After the panels were painted, I went ahead with drilling holes for the T-nuts. There are some options for T-nut choices online. I went with the cheaper Zinc version over stainless steel (same for bolts for the holds). This is one decision that I might rethink — the steel versions were about 3x more expensive at the time I was building this, but some of the bolt ends and T-nuts are rusted now (5 years later), making some holds difficult or impossible to move. Find a spade bit for your drill that matches your T-nuts (and obviously the bolt sizes). I used the standard 3/8″ prong T-nuts. Look around — I checked a dozen or so sites and found one that was selling the same T-nuts as everyone else on sale for quite a bit cheaper.

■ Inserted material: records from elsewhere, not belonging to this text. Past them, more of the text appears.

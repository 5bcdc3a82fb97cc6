//! Ready-made collection configurations for the storefront's screens.
//!
//! Each function only builds a [`CollectionConfig`]; open it with
//! [`open_binding`] (or [`SyncedCollection::open`] directly).

use std::sync::Arc;

use crate::client::RemoteCollectionClient;
use crate::collection::{CollectionConfig, Filter, OrderSpec};
use crate::handle::SyncedCollection;

/// Expansion for order lists: the customer's profile, the store, and the
/// number of line items.
pub const ORDERS_SELECT: &str =
    "*, customer:profiles!customer_id(full_name, phone), store:stores(name, logo_url), order_items(count)";

/// Expansion for reviews: the reviewer's public profile.
pub const REVIEWS_SELECT: &str = "*, reviewer:profiles!customer_id(full_name, avatar_url)";

/// Expansion for commission records: the order they were charged on.
pub const COMMISSION_SELECT: &str = "*, order:orders(order_number, total_amount, created_at)";

/// A user's notifications, newest first.
///
/// Disabled until `user_id` is known.
pub fn notifications_for_user(user_id: Option<&str>) -> CollectionConfig {
    CollectionConfig::new("notifications")
        .filter(Filter::new().eq_opt("user_id", user_id))
        .enabled(user_id.is_some())
}

/// Which orders an order list shows. Unset fields do not constrain.
///
/// # Examples
///
/// ```
/// use livecollection::bindings::{OrderScope, orders};
///
/// let config = orders(OrderScope::for_store("s-1").with_status("pending"));
/// assert_eq!(
///     config.identity().to_string(),
///     "orders:status=eq.pending,store_id=eq.s-1"
/// );
/// ```
#[derive(Debug, Clone, Default, PartialEq, Eq)]
pub struct OrderScope {
    pub customer_id: Option<String>,
    pub store_id: Option<String>,
    pub status: Option<String>,
}

impl OrderScope {
    /// Orders placed by one customer.
    pub fn for_customer(customer_id: impl Into<String>) -> Self {
        Self {
            customer_id: Some(customer_id.into()),
            ..Self::default()
        }
    }

    /// Orders received by one store.
    pub fn for_store(store_id: impl Into<String>) -> Self {
        Self {
            store_id: Some(store_id.into()),
            ..Self::default()
        }
    }

    pub fn with_status(mut self, status: impl Into<String>) -> Self {
        self.status = Some(status.into());
        self
    }
}

/// Orders in `scope`, newest first, with customer, store and item count.
pub fn orders(scope: OrderScope) -> CollectionConfig {
    let filter = Filter::new()
        .eq_opt("customer_id", scope.customer_id)
        .eq_opt("store_id", scope.store_id)
        .eq_opt("status", scope.status);
    CollectionConfig::new("orders")
        .filter(filter)
        .select(ORDERS_SELECT)
}

/// Reviews of one store, newest first, with the reviewer's profile.
///
/// Disabled until `store_id` is known.
pub fn reviews_for_store(store_id: Option<&str>) -> CollectionConfig {
    CollectionConfig::new("reviews")
        .filter(Filter::new().eq_opt("store_id", store_id))
        .select(REVIEWS_SELECT)
        .enabled(store_id.is_some())
}

/// Commission records of one store, or of every store when `store_id` is
/// `None` (the admin view).
pub fn commission_records(store_id: Option<&str>) -> CollectionConfig {
    CollectionConfig::new("commission_records")
        .filter(Filter::new().eq_opt("store_id", store_id))
        .order(OrderSpec::descending("created_at"))
        .select(COMMISSION_SELECT)
}

/// Open a handle for one of the configurations above.
pub fn open_binding(
    client: Arc<dyn RemoteCollectionClient>,
    config: CollectionConfig,
) -> SyncedCollection {
    SyncedCollection::open(client, config)
}

#[cfg(test)]
mod tests {
    use super::*;
    use crate::collection::DEFAULT_ORDER_FIELD;

    #[test]
    fn notifications_wait_for_user() {
        let config = notifications_for_user(None);
        assert!(!config.enabled);
        assert!(config.filter.is_empty());

        let config = notifications_for_user(Some("u-1"));
        assert!(config.enabled);
        assert_eq!(config.identity().to_string(), "notifications:user_id=eq.u-1");
        assert_eq!(config.order, OrderSpec::descending(DEFAULT_ORDER_FIELD));
        assert_eq!(config.select, None);
    }

    #[test]
    fn orders_filter_on_set_scope_fields_only() {
        let config = orders(OrderScope::for_customer("c-9"));
        assert_eq!(config.identity().to_string(), "orders:customer_id=eq.c-9");
        assert_eq!(config.select.as_deref(), Some(ORDERS_SELECT));
        assert!(config.enabled);

        let everything = orders(OrderScope::default());
        assert!(everything.filter.is_empty());
    }

    #[test]
    fn different_scopes_are_different_identities() {
        let a = orders(OrderScope::for_store("s-1"));
        let b = orders(OrderScope::for_store("s-1").with_status("pending"));
        assert_ne!(a.identity(), b.identity());
        assert_ne!(a.identity().channel_id(), b.identity().channel_id());
    }

    #[test]
    fn reviews_wait_for_store() {
        assert!(!reviews_for_store(None).enabled);
        let config = reviews_for_store(Some("s-2"));
        assert!(config.enabled);
        assert_eq!(config.identity().to_string(), "reviews:store_id=eq.s-2");
        assert_eq!(config.select.as_deref(), Some(REVIEWS_SELECT));
    }

    #[test]
    fn commission_records_global_without_store() {
        let global = commission_records(None);
        assert!(global.enabled);
        assert!(global.filter.is_empty());
        assert_eq!(global.identity().to_string(), "commission_records:");

        let scoped = commission_records(Some("s-3"));
        assert_eq!(
            scoped.identity().to_string(),
            "commission_records:store_id=eq.s-3"
        );
    }
}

I placed the plywood on 2″x4″s on the ground in stacks that were 3 sheets deep. I laid out a grid of 8″ squares on the top sheet using chalk lines. Then, I used the spade bit to drill holes at each intersection. Instead of drilling exactly on the grid point, I randomly offset each hole from the point by 0″ to 3″ to get some pseudo-random patterns while keeping good hold spacing. After drilling, the back of the bottom sheet splintered somewhat, but I cleaned that up as needed when I was pounding in the T-nuts later on.
Next (BEFORE you pound in T-nuts), I cut all of the panels on the ground, propped up on a few 2″x4″s with a skill saw, as in the photo above. That panel is a floor section for the fort, hence the notches for posts. After I cut the panels, I painted over the cut edges before screwing the panels to the wall to help prevent water damage. After 5 years, I have had to replace part of only 1 panel due to weathering, so all the painting was worth it! AFTER the panels were cut, I pounded in T-nuts from the back into all of the holes that weren’t too close to cut lines.